■ Dataset
use crate::symbolic::symbolic_engine::Expr;
use std::f64::consts::PI;
use thiserror::Error;

/// Compiled numeric function: argument values are passed in the order of the
/// variable names given to [`Expr::lambdify`].
pub type CompiledFn = Box<dyn Fn(&[f64]) -> f64 + Send + Sync>;

#[derive(Debug, Clone, PartialEq, Error)]
pub enum LambdifyError {
    #[error("unbound symbols: {}", .0.join(", "))]
    UnboundSymbols(Vec<String>),
}

impl Expr {
    /// LAMBDIFICATION - Converting Symbolic Expressions to Executable Functions

    /// Converts a symbolic expression into a thread-safe closure of the given variables.
    ///
    /// Every free symbol of the expression must be listed in `vars`, otherwise the
    /// unbound names are reported instead of panicking at call time.
    ///
    /// # Examples
    /// ```rust, ignore
    /// let f = Expr::parse_expression("x*y + 1")?.lambdify(&["x", "y"])?;
    /// assert_eq!(f(&[2.0, 3.0]), 7.0);
    /// ```
    pub fn lambdify(&self, vars: &[&str]) -> Result<CompiledFn, LambdifyError> {
        let unbound = self.free_symbols_except(vars);
        if !unbound.is_empty() {
            return Err(LambdifyError::UnboundSymbols(unbound));
        }
        Ok(self.compile(vars))
    }

    /// Single-argument shortcut over [`Expr::lambdify`].
    pub fn lambdify1D(&self, var: &str) -> Result<Box<dyn Fn(f64) -> f64 + Send + Sync>, LambdifyError> {
        let compiled_func = self.lambdify(&[var])?;
        Ok(Box::new(move |x| compiled_func(&[x])))
    }

    /// Evaluates the expression once for the given variable values.
    pub fn eval_expression(&self, vars: &[&str], values: &[f64]) -> Result<f64, LambdifyError> {
        let f = self.lambdify(vars)?;
        Ok(f(values))
    }

    // all symbols are known to be in `vars` here
    fn compile(&self, vars: &[&str]) -> CompiledFn {
        match self {
            // `lambdify` rejects unbound symbols before compiling, so the lookup
            // only misses if that check is bypassed; NaN then marks the value undefined
            Expr::Var(name) => match vars.iter().position(|&v| v == name) {
                Some(index) => Box::new(move |args| args[index]),
                None => {
                    debug_assert!(false, "symbol '{}' is not bound", name);
                    Box::new(|_| f64::NAN)
                }
            },
            Expr::Const(val) => {
                let val = *val;
                Box::new(move |_| val)
            }
            Expr::Add(lhs, rhs) => {
                let lhs_fn = lhs.compile(vars);
                let rhs_fn = rhs.compile(vars);
                Box::new(move |args| lhs_fn(args) + rhs_fn(args))
            }
            Expr::Sub(lhs, rhs) => {
                let lhs_fn = lhs.compile(vars);
                let rhs_fn = rhs.compile(vars);
                Box::new(move |args| lhs_fn(args) - rhs_fn(args))
            }
            Expr::Mul(lhs, rhs) => {
                let lhs_fn = lhs.compile(vars);
                let rhs_fn = rhs.compile(vars);
                Box::new(move |args| lhs_fn(args) * rhs_fn(args))
            }
            Expr::Div(lhs, rhs) => {
                let lhs_fn = lhs.compile(vars);
                let rhs_fn = rhs.compile(vars);
                Box::new(move |args| lhs_fn(args) / rhs_fn(args))
            }
            Expr::Pow(base, exp) => {
                let base_fn = base.compile(vars);
                match exp.as_ref() {
                    Expr::Const(n) if n.fract() == 0.0 && n.abs() <= i32::MAX as f64 => {
                        let n = *n as i32;
                        Box::new(move |args| base_fn(args).powi(n))
                    }
                    _ => {
                        let exp_fn = exp.compile(vars);
                        Box::new(move |args| base_fn(args).powf(exp_fn(args)))
                    }
                }
            }
            Expr::Exp(expr) => {
                let expr_fn = expr.compile(vars);
                Box::new(move |args| expr_fn(args).exp())
            }
            Expr::Ln(expr) => {
                let expr_fn = expr.compile(vars);
                Box::new(move |args| expr_fn(args).ln())
            }
            Expr::sin(expr) => {
                let expr_fn = expr.compile(vars);
                Box::new(move |args| expr_fn(args).sin())
            }
            Expr::cos(expr) => {
                let expr_fn = expr.compile(vars);
                Box::new(move |args| expr_fn(args).cos())
            }
            Expr::tg(expr) => {
                let expr_fn = expr.compile(vars);
                Box::new(move |args| expr_fn(args).tan())
            }
            Expr::ctg(expr) => {
                let expr_fn = expr.compile(vars);
                Box::new(move |args| 1.0 / expr_fn(args).tan())
            }
            Expr::arcsin(expr) => {
                let expr_fn = expr.compile(vars);
                Box::new(move |args| expr_fn(args).asin())
            }
            Expr::arccos(expr) => {
                let expr_fn = expr.compile(vars);
                Box::new(move |args| expr_fn(args).acos())
            }
            Expr::arctg(expr) => {
                let expr_fn = expr.compile(vars);
                Box::new(move |args| expr_fn(args).atan())
            }
            Expr::arcctg(expr) => {
                let expr_fn = expr.compile(vars);
                Box::new(move |args| PI / 2.0 - expr_fn(args).atan())
            }
        }
    }
}

#[cfg(test)]
mod tests {
    use super::*;
    use approx::assert_relative_eq;

    #[test]
    fn test_lambdify_two_variables() {
        let expr = Expr::parse_expression("x**2 + y/2").unwrap();
        let f = expr.lambdify(&["x", "y"]).unwrap();
        assert_relative_eq!(f(&[3.0, 4.0]), 11.0);
        // argument order follows the names passed in
        let g = expr.lambdify(&["y", "x"]).unwrap();
        assert_relative_eq!(g(&[4.0, 3.0]), 11.0);
    }

    #[test]
    fn test_lambdify_reports_unbound_symbols() {
        let expr = Expr::parse_expression("A*x + B").unwrap();
        let err = expr.lambdify(&["x"]).err().unwrap();
        assert_eq!(err, LambdifyError::UnboundSymbols(vec!["A".to_string(), "B".to_string()]));
        assert_eq!(err.to_string(), "unbound symbols: A, B");
    }

    #[test]
    fn test_lambdify_binds_by_name_never_by_first_slot() {
        let expr = Expr::parse_expression("y").unwrap();
        let f = expr.lambdify(&["x", "y"]).unwrap();
        assert_relative_eq!(f(&[1.0, 7.0]), 7.0);
        assert_eq!(
            expr.lambdify(&["x"]).err(),
            Some(LambdifyError::UnboundSymbols(vec!["y".to_string()]))
        );
    }

    #[test]
    fn test_lambdify1D() {
        let f = Expr::parse_expression("sin(x)").unwrap().lambdify1D("x").unwrap();
        assert_relative_eq!(f(PI / 2.0), 1.0);
    }

    #[test]
    fn test_inverse_cotangent_and_cotangent() {
        let f = Expr::parse_expression("arcctg(x)").unwrap().lambdify1D("x").unwrap();
        assert_relative_eq!(f(1.0), PI / 4.0, epsilon = 1e-12);
        let g = Expr::parse_expression("ctg(x)").unwrap().lambdify1D("x").unwrap();
        assert_relative_eq!(g(PI / 4.0), 1.0, epsilon = 1e-12);
    }

    #[test]
    fn test_non_finite_results_pass_through() {
        let f = Expr::parse_expression("1/x").unwrap().lambdify1D("x").unwrap();
        assert!(f(0.0).is_infinite());
        let g = Expr::parse_expression("ln(x)").unwrap().lambdify1D("x").unwrap();
        assert!(g(-1.0).is_nan());
        let h = Expr::parse_expression("x**0.5").unwrap().lambdify1D("x").unwrap();
        assert!(h(-4.0).is_nan());
    }

    #[test]
    fn test_eval_expression() {
        let expr = Expr::parse_expression("exp(x) - 1").unwrap();
        assert_relative_eq!(expr.eval_expression(&["x"], &[0.0]).unwrap(), 0.0);
    }
}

■ Task statement
All the lines that hold the word "epsilon" must appear in the answer, copied from the records.

■ Answer
        assert_relative_eq!(f(1.0), PI / 4.0, epsilon = 1e-12);
        assert_relative_eq!(g(PI / 4.0), 1.0, epsilon = 1e-12);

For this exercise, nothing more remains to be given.